Aim of the task - How many of the lines below have the word "MissingResource" in them? The answer is that number and nothing more.

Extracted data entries
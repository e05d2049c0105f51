//! SettingsEngine: per-feature policy and backend dispatch.
//!
//! Every user action arrives here as a [`SettingsAction`].  The engine
//! decides what the new state should be, asks the [`SettingsBackend`] to make
//! the OS match, and only then records the new state in the
//! [`ToggleStore`].
//!
//! # Success-gated persistence (for beginners)
//!
//! The order of the two side effects matters:
//!
//! ```text
//! read state ──► backend call ──ok──► write store ──► Ok(outcome)
//!                     │
//!                     └──err──► Err(SettingsError::Backend)   (store untouched)
//! ```
//!
//! If the backend refuses (no admin rights, missing registry key), the store
//! still describes what the OS actually looks like.  If the process dies
//! between the backend call and the write, the next `apply` re-reads the
//! store and acts from there; nothing is applied twice behind the user's back.
//!
//! # Per-feature policies
//!
//! | action                    | behaviour                                         |
//! |---------------------------|---------------------------------------------------|
//! | `Toggle(Telemetry)`       | disable once; later calls report already-disabled |
//! | `Toggle(Defender)`        | same as telemetry                                 |
//! | `Toggle(WindowsUpdate)`   | flip Enabled <-> Disabled on every call           |
//! | `Theme`                   | read live theme, set the opposite                 |
//! | `Transparency(percent)`   | validate 20..=80, send the 0..=255 unit           |
//! | `Wallpaper(path)`         | validate image type, set wallpaper                |
//! | `Font(path)`              | validate font type, request an OS restart         |
//!
//! No action retries.  The caller may simply call `apply` again.

use std::path::{Path, PathBuf};
use std::sync::Arc;

use thiserror::Error;
use tracing::{debug, info, warn};
use tusools_core::{
    validate_font, validate_wallpaper, Feature, ThemeState, ToggleFeature, TogglePolicy,
    ToggleState, TransparencyLevel, ValidationError,
};

use super::toggle_store::{StorageError, ToggleStore};

/// A platform setting could not be applied.
#[derive(Debug, Clone, Error, PartialEq, Eq)]
pub enum BackendError {
    #[error("permission denied: {0}")]
    PermissionDenied(String),
    #[error("missing resource: {0}")]
    MissingResource(String),
    #[error("not supported on this platform: {0}")]
    Unsupported(String),
    #[error("platform error: {0}")]
    Platform(String),
}

impl BackendError {
    /// Classifies an I/O error raised while talking to the platform.
    pub fn from_io(context: &str, err: &std::io::Error) -> Self {
        let detail = format!("{context}: {err}");
        match err.kind() {
            std::io::ErrorKind::PermissionDenied => BackendError::PermissionDenied(detail),
            std::io::ErrorKind::NotFound => BackendError::MissingResource(detail),
            _ => BackendError::Platform(detail),
        }
    }
}

/// Platform-specific settings capability.
///
/// Each supported OS provides an implementation in the infrastructure layer;
/// tests use a recording fake or a `mockall` mock.
#[cfg_attr(test, mockall::automock)]
pub trait SettingsBackend: Send + Sync {
    /// Reads the live OS theme.
    fn get_theme(&self) -> ThemeState;

    fn set_theme(&self, theme: ThemeState) -> Result<(), BackendError>;

    fn set_wallpaper(&self, path: &Path) -> Result<(), BackendError>;

    /// Sets the terminal window alpha, `0` transparent to `255` opaque.
    fn set_terminal_opacity_unit(&self, unit: u8) -> Result<(), BackendError>;

    /// Turns the OS control behind a persisted toggle on or off.
    fn set_feature_enabled(&self, feature: ToggleFeature, enabled: bool)
        -> Result<(), BackendError>;

    /// Asks the OS to restart.  Fire-and-forget: completion is not awaited.
    fn request_restart(&self);
}

/// One user action.
#[derive(Debug, Clone, PartialEq, Eq)]
pub enum SettingsAction {
    Toggle(ToggleFeature),
    Theme,
    /// Raw percentage as entered by the user; validated by the engine.
    Transparency(i64),
    Wallpaper(PathBuf),
    Font(PathBuf),
}

impl SettingsAction {
    pub fn feature(&self) -> Feature {
        match self {
            SettingsAction::Toggle(f) => f.feature(),
            SettingsAction::Theme => Feature::Theme,
            SettingsAction::Transparency(_) => Feature::Transparency,
            SettingsAction::Wallpaper(_) => Feature::Wallpaper,
            SettingsAction::Font(_) => Feature::Font,
        }
    }
}

/// What a successful [`SettingsEngine::apply`] did.
#[derive(Debug, Clone, PartialEq, Eq)]
pub enum ApplyOutcome {
    /// A persisted toggle moved to `state`.
    Toggled {
        feature: ToggleFeature,
        state: ToggleState,
    },
    /// A disable-only toggle was already disabled; nothing was done.
    AlreadyDisabled(ToggleFeature),
    /// The theme is now `ThemeState`.
    ThemeChanged(ThemeState),
    TransparencySet { level: TransparencyLevel, unit: u8 },
    WallpaperChanged(PathBuf),
    RestartRequested,
}

/// Error type for [`SettingsEngine::apply`].
#[derive(Debug, Error)]
pub enum SettingsError {
    #[error(transparent)]
    Storage(#[from] StorageError),

    #[error("{} could not be applied: {source}", .feature.display_name())]
    Backend {
        feature: Feature,
        #[source]
        source: BackendError,
    },

    #[error("invalid input for {}: {source}", .feature.display_name())]
    Validation {
        feature: Feature,
        #[source]
        source: ValidationError,
    },
}

impl SettingsError {
    /// The feature the failed action targeted, when known.
    pub fn feature(&self) -> Option<Feature> {
        match self {
            SettingsError::Storage(e) => e.feature().map(Feature::from),
            SettingsError::Backend { feature, .. } | SettingsError::Validation { feature, .. } => {
                Some(*feature)
            }
        }
    }
}

/// The settings engine use case.
pub struct SettingsEngine {
    store: Arc<dyn ToggleStore>,
    backend: Arc<dyn SettingsBackend>,
}

impl SettingsEngine {
    pub fn new(store: Arc<dyn ToggleStore>, backend: Arc<dyn SettingsBackend>) -> Self {
        Self { store, backend }
    }

    /// Applies one user action.
    ///
    /// # Errors
    ///
    /// - [`SettingsError::Validation`] if the input is outside its domain.
    /// - [`SettingsError::Backend`] if the OS call failed; the store is left
    ///   unchanged.
    /// - [`SettingsError::Storage`] if the OS call succeeded but the new state
    ///   could not be recorded.
    pub fn apply(&self, action: SettingsAction) -> Result<ApplyOutcome, SettingsError> {
        debug!(feature = %action.feature(), "applying setting");
        match action {
            SettingsAction::Toggle(feature) => self.apply_toggle(feature),
            SettingsAction::Theme => self.apply_theme(),
            SettingsAction::Transparency(percent) => self.apply_transparency(percent),
            SettingsAction::Wallpaper(path) => self.apply_wallpaper(path),
            SettingsAction::Font(path) => self.apply_font(path),
        }
    }

    /// Recorded state of a persisted toggle.
    pub fn toggle_state(&self, feature: ToggleFeature) -> ToggleState {
        self.store.state(feature)
    }

    /// Live OS theme.
    pub fn current_theme(&self) -> ThemeState {
        self.backend.get_theme()
    }

    fn apply_toggle(&self, feature: ToggleFeature) -> Result<ApplyOutcome, SettingsError> {
        let current = self.store.state(feature);

        if feature.policy() == TogglePolicy::DisableOnly && current.is_disabled() {
            info!(%feature, "already disabled, nothing to do");
            return Ok(ApplyOutcome::AlreadyDisabled(feature));
        }

        let target = current.toggled();
        self.backend
            .set_feature_enabled(feature, target.is_enabled())
            .map_err(|source| {
                warn!(%feature, error = %source, "backend refused toggle");
                SettingsError::Backend {
                    feature: feature.feature(),
                    source,
                }
            })?;

        self.store.set_disabled(feature, target.is_disabled())?;
        info!(%feature, state = ?target, "toggle applied");
        Ok(ApplyOutcome::Toggled {
            feature,
            state: target,
        })
    }

    fn apply_theme(&self) -> Result<ApplyOutcome, SettingsError> {
        let current = self.backend.get_theme();
        let target = current.opposite();

        self.backend
            .set_theme(target)
            .map_err(|source| backend_error(Feature::Theme, source))?;

        info!(from = current.as_str(), to = target.as_str(), "theme switched");
        Ok(ApplyOutcome::ThemeChanged(target))
    }

    fn apply_transparency(&self, percent: i64) -> Result<ApplyOutcome, SettingsError> {
        let level = TransparencyLevel::new(percent)
            .map_err(|source| validation_error(Feature::Transparency, source))?;
        let unit = level.backend_unit();

        self.backend
            .set_terminal_opacity_unit(unit)
            .map_err(|source| backend_error(Feature::Transparency, source))?;

        info!(percent = level.percent(), unit, "terminal transparency set");
        Ok(ApplyOutcome::TransparencySet { level, unit })
    }

    fn apply_wallpaper(&self, path: PathBuf) -> Result<ApplyOutcome, SettingsError> {
        validate_wallpaper(&path).map_err(|source| validation_error(Feature::Wallpaper, source))?;

        self.backend
            .set_wallpaper(&path)
            .map_err(|source| backend_error(Feature::Wallpaper, source))?;

        info!(path = %path.display(), "wallpaper changed");
        Ok(ApplyOutcome::WallpaperChanged(path))
    }

    fn apply_font(&self, path: PathBuf) -> Result<ApplyOutcome, SettingsError> {
        validate_font(&path).map_err(|source| validation_error(Feature::Font, source))?;

        info!(path = %path.display(), "font change needs a restart, requesting one");
        self.backend.request_restart();
        Ok(ApplyOutcome::RestartRequested)
    }
}

fn backend_error(feature: Feature, source: BackendError) -> SettingsError {
    warn!(%feature, error = %source, "backend call failed");
    SettingsError::Backend { feature, source }
}

fn validation_error(feature: Feature, source: ValidationError) -> SettingsError {
    warn!(%feature, error = %source, "rejected input");
    SettingsError::Validation { feature, source }
}

// ── Tests ─────────────────────────────────────────────────────────────────────
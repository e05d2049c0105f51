//! Linux settings backend for GNOME desktops.
//!
//! Everything goes through the `gsettings` command line tool, so no D-Bus or
//! GLib bindings are linked.  Each call runs one short-lived process and
//! waits for it; a non-zero exit status becomes `BackendError::Platform`
//! carrying the tool's stderr.
//!
//! GNOME has no equivalent of the Windows telemetry, update, and Defender
//! policies, so [`SettingsBackend::set_feature_enabled`] only logs and
//! succeeds.

use std::path::Path;
use std::process::{Command, Stdio};

use tracing::{debug, info, warn};
use tusools_core::{ThemeState, ToggleFeature};
use url::Url;

use crate::application::apply_setting::{BackendError, SettingsBackend};

const INTERFACE_SCHEMA: &str = "org.gnome.desktop.interface";
const BACKGROUND_SCHEMA: &str = "org.gnome.desktop.background";
const PROFILES_LIST_SCHEMA: &str = "org.gnome.Terminal.ProfilesList";
const PROFILE_SCHEMA: &str = "org.gnome.Terminal.Legacy.Profile";
const PROFILE_PATH_PREFIX: &str = "/org/gnome/terminal/legacy/profiles:/:";

#[derive(Default)]
pub struct LinuxSettingsBackend;

impl LinuxSettingsBackend {
    pub fn new() -> Self {
        info!("linux settings backend initialised (gsettings)");
        Self
    }

    /// Relocatable schema path of the default GNOME Terminal profile.
    fn terminal_profile(&self) -> Result<String, BackendError> {
        let raw = gsettings(&["get", PROFILES_LIST_SCHEMA, "default"])?;
        let uuid = unquote(&raw);
        if uuid.is_empty() {
            return Err(BackendError::MissingResource(
                "no default GNOME Terminal profile".into(),
            ));
        }
        Ok(format!("{PROFILE_SCHEMA}:{PROFILE_PATH_PREFIX}{uuid}/"))
    }
}

impl SettingsBackend for LinuxSettingsBackend {
    fn get_theme(&self) -> ThemeState {
        match gsettings(&["get", INTERFACE_SCHEMA, "color-scheme"]) {
            Ok(raw) => parse_color_scheme(&raw),
            Err(e) => {
                debug!(error = %e, "color-scheme unreadable, assuming light");
                ThemeState::Light
            }
        }
    }

    fn set_theme(&self, theme: ThemeState) -> Result<(), BackendError> {
        gsettings(&["set", INTERFACE_SCHEMA, "color-scheme", color_scheme_value(theme)])?;
        Ok(())
    }

    fn set_wallpaper(&self, path: &Path) -> Result<(), BackendError> {
        let absolute = path.canonicalize().map_err(|e| {
            BackendError::from_io(&format!("wallpaper image '{}'", path.display()), &e)
        })?;
        let uri = file_uri(&absolute)?;
        for key in ["picture-uri", "picture-uri-dark"] {
            gsettings(&["set", BACKGROUND_SCHEMA, key, &uri])?;
        }
        Ok(())
    }

    fn set_terminal_opacity_unit(&self, unit: u8) -> Result<(), BackendError> {
        let profile = self.terminal_profile()?;
        let percent = transparency_percent(unit).to_string();
        gsettings(&["set", &profile, "use-transparent-background", "true"])?;
        gsettings(&["set", &profile, "background-transparency-percent", &percent])?;
        Ok(())
    }

    fn set_feature_enabled(&self, feature: ToggleFeature, enabled: bool) -> Result<(), BackendError> {
        info!(%feature, enabled, "no OS control on this platform, recording flag only");
        Ok(())
    }

    fn request_restart(&self) {
        match Command::new("systemctl").arg("reboot").spawn() {
            Ok(_) => info!("restart requested"),
            Err(e) => warn!(error = %e, "could not run systemctl reboot"),
        }
    }
}

/// Runs `gsettings <args>` and returns its trimmed stdout.
fn gsettings(args: &[&str]) -> Result<String, BackendError> {
    debug!(?args, "gsettings");
    let output = Command::new("gsettings")
        .args(args)
        .stdin(Stdio::null())
        .output()
        .map_err(|e| BackendError::from_io("gsettings", &e))?;

    if !output.status.success() {
        let stderr = String::from_utf8_lossy(&output.stderr).trim().to_owned();
        warn!(?args, status = ?output.status.code(), %stderr, "gsettings failed");
        return Err(BackendError::Platform(format!("gsettings {}: {stderr}", args.join(" "))));
    }
    Ok(String::from_utf8_lossy(&output.stdout).trim().to_owned())
}

/// Strips the single quotes GVariant puts around strings.
fn unquote(raw: &str) -> &str {
    raw.trim().trim_matches('\'')
}

fn parse_color_scheme(raw: &str) -> ThemeState {
    if unquote(raw) == "prefer-dark" {
        ThemeState::Dark
    } else {
        ThemeState::Light
    }
}

fn color_scheme_value(theme: ThemeState) -> &'static str {
    match theme {
        ThemeState::Dark => "prefer-dark",
        ThemeState::Light => "default",
    }
}

/// GNOME Terminal wants transparency (0 opaque), the unit is opacity.
fn transparency_percent(unit: u8) -> u32 {
    100 - (u32::from(unit) * 100 + 127) / 255
}

/// Percent-encoded `file://` URI for an absolute path.
fn file_uri(path: &Path) -> Result<String, BackendError> {
    Url::from_file_path(path)
        .map(String::from)
        .map_err(|()| BackendError::Platform(format!("'{}' has no file URI", path.display())))
}
//! ToggleStore: durable Disabled/Enabled flag per persisted feature.
//!
//! The store is an explicit object handed to the
//! [`SettingsEngine`](super::apply_setting::SettingsEngine) at construction.
//! Production code uses the file-backed store in
//! `infrastructure::storage::toggle_file`; tests can substitute the
//! in-memory store from `infrastructure::storage::memory`.
//!
//! # Contract
//!
//! - `is_disabled` never fails.  A record that cannot be read is treated as
//!   "not disabled", exactly like a record that was never written.
//! - `set_disabled` is a full replace and must never expose a half-written
//!   record to a concurrent reader.
//! - Every write failure is returned as a [`StorageError`]; nothing is
//!   swallowed.

use std::path::PathBuf;

use thiserror::Error;
use tusools_core::{ToggleFeature, ToggleState};

/// Error type for toggle store operations.
#[derive(Debug, Error)]
pub enum StorageError {
    /// The base directory or one of its fixed resources could not be created.
    #[error("could not prepare storage location {path}: {source}")]
    BaseLocation {
        path: PathBuf,
        #[source]
        source: std::io::Error,
    },

    /// Writing the record for `feature` failed.
    #[error("could not write the {feature} record: {source}")]
    Record {
        feature: ToggleFeature,
        #[source]
        source: std::io::Error,
    },
}

impl StorageError {
    /// The feature whose record failed, if the error concerns one.
    pub fn feature(&self) -> Option<ToggleFeature> {
        match self {
            StorageError::Record { feature, .. } => Some(*feature),
            StorageError::BaseLocation { .. } => None,
        }
    }
}

/// Durable key -> state mapping for the persisted toggles.
pub trait ToggleStore: Send + Sync {
    /// Creates the base location and its fixed resources if they are absent.
    ///
    /// # Errors
    ///
    /// Returns [`StorageError::BaseLocation`] if anything could not be created.
    /// Callers must surface this: later reads and writes would fail otherwise.
    fn ensure_base_location(&self) -> Result<(), StorageError>;

    /// Returns `true` iff a non-empty record exists for `feature`.
    fn is_disabled(&self, feature: ToggleFeature) -> bool;

    /// Replaces the record for `feature`.
    ///
    /// # Errors
    ///
    /// Returns [`StorageError::Record`] carrying the feature and the I/O cause.
    fn set_disabled(&self, feature: ToggleFeature, disabled: bool) -> Result<(), StorageError>;

    /// Current state of `feature`, derived from [`is_disabled`](Self::is_disabled).
    fn state(&self, feature: ToggleFeature) -> ToggleState {
        ToggleState::from_disabled(self.is_disabled(feature))
    }
}
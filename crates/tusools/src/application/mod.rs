//! Application layer use cases for tusools.
//!
//! # What is the "application" layer? (for beginners)
//!
//! In Clean Architecture the *application* layer sits between the domain
//! (pure business rules, in `tusools-core`) and the infrastructure (OS calls,
//! files, UI).
//!
//! Code in this layer:
//!
//! - **Orchestrates** domain objects to fulfil a user goal (e.g., "disable
//!   automatic updates and remember that it is disabled").
//! - **Depends on abstractions** (traits) rather than concrete implementations,
//!   so the infrastructure can be swapped without changing this code.
//! - **Contains no OS calls, no registry access, no file system access**.
//!
//! # Sub-modules
//!
//! - **`toggle_store`** – The [`toggle_store::ToggleStore`] trait: durable
//!   read/write of a persisted feature's Disabled/Enabled flag.
//!
//! - **`apply_setting`** – The [`apply_setting::SettingsEngine`] use case and
//!   the [`apply_setting::SettingsBackend`] trait it drives.  This is where the
//!   per-feature policy lives.

pub mod apply_setting;
pub mod toggle_store;

pub use apply_setting::{
    ApplyOutcome, BackendError, SettingsAction, SettingsBackend, SettingsEngine, SettingsError,
};
pub use toggle_store::{StorageError, ToggleStore};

Your solution - 3